He wasted no time in causing trouble. When Joe dug in in the bottom of the first, Marichal’s first pitch was aimed directly at his shoulder. Joe hit the ground and barely missed
being maimed, and Wrigley almost exploded. From the Cubs dugout, there were shouts, threats, lots of cursing at the mound, where Marichal rubbed the baseball, smiled, and considered the next pitch. As a rookie in his fourth game, Joe knew it was not the moment to charge the mound. He had to earn that right, and it would happen soon enough. Keep your cool, his brother Red had advised him. They’ll start throwing at you before long.

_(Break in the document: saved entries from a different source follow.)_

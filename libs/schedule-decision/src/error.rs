//! Queue contract violations.

use fnsched_model::{Status, StatusCode};
use thiserror::Error;

/// Errors returned by [`ScheduleQueue`](crate::ScheduleQueue) operations.
#[derive(Debug, Clone, PartialEq, Eq, Error)]
pub enum QueueError {
    #[error("get instance requestId failed")]
    MissingRequestId,

    #[error("instance priority is greater than maxPriority")]
    PriorityTooHigh,

    #[error("request {0} is already in the queue")]
    Duplicate(String),

    #[error("queue is empty")]
    Empty,

    #[error("aggregateItem.reqQueue is not empty")]
    AggregateNotDrained,

    #[error("queueItem is invalid")]
    InvalidItem,
}

impl QueueError {
    /// Status code reported to callers for this error.
    pub fn code(&self) -> StatusCode {
        match self {
            QueueError::MissingRequestId | QueueError::PriorityTooHigh | QueueError::Duplicate(_) => {
                StatusCode::ErrParamInvalid
            }
            QueueError::Empty | QueueError::AggregateNotDrained | QueueError::InvalidItem => StatusCode::Failed,
        }
    }

    pub fn to_status(&self) -> Status {
        Status::new(self.code(), self.to_string())
    }
}

pub type QueueResult<T> = Result<T, QueueError>;
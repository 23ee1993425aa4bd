use fnsched_model::{InstanceInfo, LabelMap, ResourceUnit, Selector, StatusCode};
use tracing::{debug, warn};

use crate::affinity::{
    affinity_scorer, anti_affinity_scorer, is_affinity_priority, need_affinity_scorer, need_label_filter,
    need_optimal_affinity_check, required_affinity_filter, required_anti_affinity_filter,
};
use crate::context::{LabelView, PreAllocatedContext};
use crate::framework::{FilterPlugin, Filtered};
use crate::{
    RELAXED_NON_ROOT_LABEL_AFFINITY_FILTER_NAME, RELAXED_ROOT_LABEL_AFFINITY_FILTER_NAME,
    STRICT_NON_ROOT_LABEL_AFFINITY_FILTER_NAME, STRICT_ROOT_LABEL_AFFINITY_FILTER_NAME,
};

const AFFINITY_UNSATISFIED: &str = "Affinity can't be Satisfied";

/// Enforces required affinities and, in strict bottom-up scheduling, rejects
/// units that cannot reach the best achievable preferred score.
#[derive(Debug, Clone, Copy)]
pub struct LabelAffinityFilter {
    is_relaxed: bool,
    is_root_domain_level: bool,
}

enum Verdict {
    Pass,
    Reject { node_unfeasible: bool },
}

impl LabelAffinityFilter {
    pub fn new(is_relaxed: bool, is_root_domain_level: bool) -> Self {
        Self {
            is_relaxed,
            is_root_domain_level,
        }
    }
}

impl FilterPlugin for LabelAffinityFilter {
    fn name(&self) -> &'static str {
        match (self.is_relaxed, self.is_root_domain_level) {
            (true, true) => RELAXED_ROOT_LABEL_AFFINITY_FILTER_NAME,
            (true, false) => RELAXED_NON_ROOT_LABEL_AFFINITY_FILTER_NAME,
            (false, true) => STRICT_ROOT_LABEL_AFFINITY_FILTER_NAME,
            (false, false) => STRICT_NON_ROOT_LABEL_AFFINITY_FILTER_NAME,
        }
    }

    fn filter(&self, ctx: &mut PreAllocatedContext, instance: &InstanceInfo, unit: &ResourceUnit) -> Filtered {
        let node_feasible = ctx.is_node_feasible(&unit.owner_id);
        let verdict = {
            let (affinity_ctx, view) = ctx.affinity_parts();
            let Some(affinity_ctx) = affinity_ctx else {
                warn!(request_id = %instance.request_id, "Invalid context for label affinity filter");
                return Filtered::fail(StatusCode::ParameterError, "Invalid context");
            };
            if self.is_root_domain_level {
                affinity_ctx.is_top_down_scheduling = true;
            }

            let rejected_below = affinity_ctx.scheduled_result.get(&unit.id) == Some(&StatusCode::AffinityScheduleFailed);
            let required = if need_label_filter(instance) {
                let verdict = if !node_feasible || rejected_below {
                    debug!(request_id = %instance.request_id, unit_id = %unit.id, "Unit already unfeasible");
                    Verdict::Reject { node_unfeasible: false }
                } else {
                    label_filter(instance, unit, &view)
                };
                if matches!(verdict, Verdict::Reject { .. }) {
                    affinity_ctx
                        .scheduled_result
                        .insert(unit.id.clone(), StatusCode::AffinityScheduleFailed);
                }
                verdict
            } else {
                Verdict::Pass
            };
            required.and_then(|| {
                let check = need_optimal_affinity_check(self.is_relaxed, affinity_ctx.is_top_down_scheduling)
                    && need_affinity_scorer(instance);
                if check && !is_score_optimal(instance, unit, &view) {
                    debug!(request_id = %instance.request_id, unit_id = %unit.id, "Unit misses the optimal affinity score");
                    Verdict::Reject { node_unfeasible: false }
                } else {
                    Verdict::Pass
                }
            })
        };

        match verdict {
            Verdict::Pass => Filtered::pass(crate::UNLIMITED),
            Verdict::Reject { node_unfeasible } => {
                if node_unfeasible {
                    ctx.tag_node_unfeasible(&unit.owner_id);
                }
                warn!(request_id = %instance.request_id, unit_id = %unit.id, "Unit failed label affinity filter");
                Filtered::fail(StatusCode::AffinityScheduleFailed, AFFINITY_UNSATISFIED)
                    .with_required(required_affinity_string(instance))
            }
        }
    }
}

impl Verdict {
    fn and_then(self, next: impl FnOnce() -> Verdict) -> Verdict {
        match self {
            Verdict::Pass => next(),
            reject => reject,
        }
    }
}

// =============================================================================
// Required affinity
// =============================================================================

fn required_passed(unit_id: &str, required: &Option<Selector>, anti: &Option<Selector>, labels: &LabelMap) -> bool {
    required
        .as_ref()
        .is_none_or(|selector| required_affinity_filter(unit_id, selector, labels))
        && anti
            .as_ref()
            .is_none_or(|selector| required_anti_affinity_filter(unit_id, selector, labels))
}

fn instance_required_passed(unit_id: &str, instance: &InstanceInfo, labels: &LabelMap) -> bool {
    instance.affinity().instance.as_ref().is_none_or(|affinity| {
        required_passed(unit_id, &affinity.required_affinity, &affinity.required_anti_affinity, labels)
    })
}

fn resource_required_passed(unit_id: &str, instance: &InstanceInfo, labels: &LabelMap) -> bool {
    instance.affinity().resource.as_ref().is_none_or(|affinity| {
        required_passed(unit_id, &affinity.required_affinity, &affinity.required_anti_affinity, labels)
    })
}

/// A unit that would satisfy a pending request is kept free for it.
fn pending_passed(unit_id: &str, instance: &InstanceInfo, labels: &LabelMap) -> bool {
    let Some(pending) = instance.affinity().inner.as_ref().and_then(|inner| inner.pending.as_ref()) else {
        return true;
    };
    !pending.resources.iter().any(|resource| {
        required_passed(unit_id, &resource.required_affinity, &resource.required_anti_affinity, labels)
    })
}

fn rgroup_passed(unit_id: &str, instance: &InstanceInfo, labels: &LabelMap) -> bool {
    instance
        .affinity()
        .inner
        .as_ref()
        .and_then(|inner| inner.rgroup.as_ref())
        .and_then(|rgroup| rgroup.required_affinity.as_ref())
        .is_none_or(|selector| required_affinity_filter(unit_id, selector, labels))
}

fn group_lb_passed(unit_id: &str, instance: &InstanceInfo, labels: &LabelMap) -> bool {
    instance
        .affinity()
        .inner
        .as_ref()
        .and_then(|inner| inner.group_lb.as_ref())
        .and_then(|group_lb| group_lb.required_anti_affinity.as_ref())
        .is_none_or(|selector| required_anti_affinity_filter(unit_id, selector, labels))
}

fn label_filter(instance: &InstanceInfo, unit: &ResourceUnit, view: &LabelView<'_>) -> Verdict {
    let unit_id = unit.id.as_str();
    let unit_labels = view.unit(unit);

    if instance.is_node_affinity_scope() {
        if !instance_required_passed(&unit.owner_id, instance, view.local(&unit.owner_id)) {
            debug!(request_id = %instance.request_id, unit_id, "Instance node affinity not satisfied");
            return Verdict::Reject { node_unfeasible: true };
        }
    } else if !instance_required_passed(unit_id, instance, &unit_labels) {
        debug!(request_id = %instance.request_id, unit_id, "Instance affinity not satisfied");
        return Verdict::Reject { node_unfeasible: false };
    }

    let checks: [(&str, bool); 4] = [
        ("resource", resource_required_passed(unit_id, instance, &unit.node_labels)),
        ("pending", pending_passed(unit_id, instance, &unit.node_labels)),
        ("rgroup", rgroup_passed(unit_id, instance, &unit.node_labels)),
        ("group_lb", group_lb_passed(unit_id, instance, &unit_labels)),
    ];
    match checks.iter().find(|(_, passed)| !passed) {
        Some((scope, _)) => {
            debug!(request_id = %instance.request_id, unit_id, scope, "Required affinity not satisfied");
            Verdict::Reject { node_unfeasible: false }
        }
        None => Verdict::Pass,
    }
}

// =============================================================================
// Optimal score
// =============================================================================

/// An empty selector is always optimal. Otherwise the unit must earn the
/// weight of the first sub-condition.
fn meets_optimal(unit_id: &str, selector: &Selector, labels: &LabelMap, anti: bool) -> bool {
    let Some(first) = selector.condition.sub_conditions.first() else {
        return true;
    };
    let score = if anti {
        anti_affinity_scorer(unit_id, selector, labels)
    } else {
        affinity_scorer(unit_id, selector, labels)
    };
    score == first.weight
}

fn preferred_optimal(unit_id: &str, selector: &Option<Selector>, labels: &LabelMap, anti: bool) -> bool {
    selector
        .as_ref()
        .is_none_or(|selector| meets_optimal(unit_id, selector, labels, anti))
}

fn priority_optimal(unit_id: &str, selector: &Option<Selector>, labels: &LabelMap, anti: bool) -> bool {
    selector
        .as_ref()
        .filter(|selector| is_affinity_priority(selector))
        .is_none_or(|selector| meets_optimal(unit_id, selector, labels, anti))
}

fn is_score_optimal(instance: &InstanceInfo, unit: &ResourceUnit, view: &LabelView<'_>) -> bool {
    let unit_id = unit.id.as_str();
    let owner_id = unit.owner_id.as_str();
    let unit_labels = view.unit(unit);
    let affinity = instance.affinity();

    if let Some(inst) = &affinity.instance {
        let labels = if instance.is_node_affinity_scope() {
            view.local(owner_id)
        } else {
            &unit_labels
        };
        if !(preferred_optimal(unit_id, &inst.preferred_affinity, labels, false)
            && preferred_optimal(unit_id, &inst.preferred_anti_affinity, labels, true)
            && priority_optimal(unit_id, &inst.required_affinity, labels, false)
            && priority_optimal(unit_id, &inst.required_anti_affinity, labels, true))
        {
            return false;
        }
    }

    if let Some(inner) = &affinity.inner {
        if let Some(preempt) = &inner.preempt {
            let local = view.local(owner_id);
            if !(preferred_optimal(owner_id, &preempt.preferred_affinity, local, false)
                && preferred_optimal(owner_id, &preempt.preferred_anti_affinity, local, true))
            {
                return false;
            }
        }
        if let Some(data) = &inner.data {
            if !preferred_optimal(unit_id, &data.preferred_affinity, &unit.node_labels, false) {
                return false;
            }
        }
        if let Some(group_lb) = &inner.group_lb {
            if !(preferred_optimal(unit_id, &group_lb.preferred_affinity, &unit_labels, false)
                && preferred_optimal(unit_id, &group_lb.preferred_anti_affinity, &unit_labels, true))
            {
                return false;
            }
        }
    }

    affinity.resource.as_ref().is_none_or(|resource| {
        let labels = &unit.node_labels;
        preferred_optimal(unit_id, &resource.preferred_affinity, labels, false)
            && preferred_optimal(unit_id, &resource.preferred_anti_affinity, labels, true)
            && priority_optimal(unit_id, &resource.required_affinity, labels, false)
            && priority_optimal(unit_id, &resource.required_anti_affinity, labels, true)
    })
}

fn required_affinity_string(instance: &InstanceInfo) -> String {
    let affinity = instance.affinity();
    let mut parts = Vec::new();
    if let Some(resource) = &affinity.resource {
        if resource.required_affinity.is_some() || resource.required_anti_affinity.is_some() {
            parts.push(format!(
                "resource {{ aff {:?} antiAff {:?} }}",
                resource.required_affinity, resource.required_anti_affinity
            ));
        }
    }
    if let Some(inst) = &affinity.instance {
        if inst.required_affinity.is_some() || inst.required_anti_affinity.is_some() {
            parts.push(format!(
                "instance {{ aff {:?} antiAff {:?} }}",
                inst.required_affinity, inst.required_anti_affinity
            ));
        }
    }
    parts.join(" ")
}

The next pitch was a fastball, and Joe, swinging from the left side, ripped it down the right field foul line, a screaming bullet that froze the defense and stunned the crowd. The ball was clearly foul, but it kept rising and rising until it landed high in the upper deck. The pitch had been outside by six inches and was traveling at something close to ninety-five miles an hour, and Joe had easily yanked it foul. Marichal was impressed. Willie McCovey took a step back at first, and Joe noticed this. The third pitch was a fastball inside. Joe broke with the delivery, his bat trailing. Marichal was at the end of his theatrical delivery and in no position to field a bunt. McCovey got a bad jump. Tito Fuentes raced to cover first, but to no avail. The ball rolled through the baseline chalk for forty feet, then bounced slightly to the left. When McCovey picked it up, Joe Castle was sprinting past first base, now fourteen for fourteen.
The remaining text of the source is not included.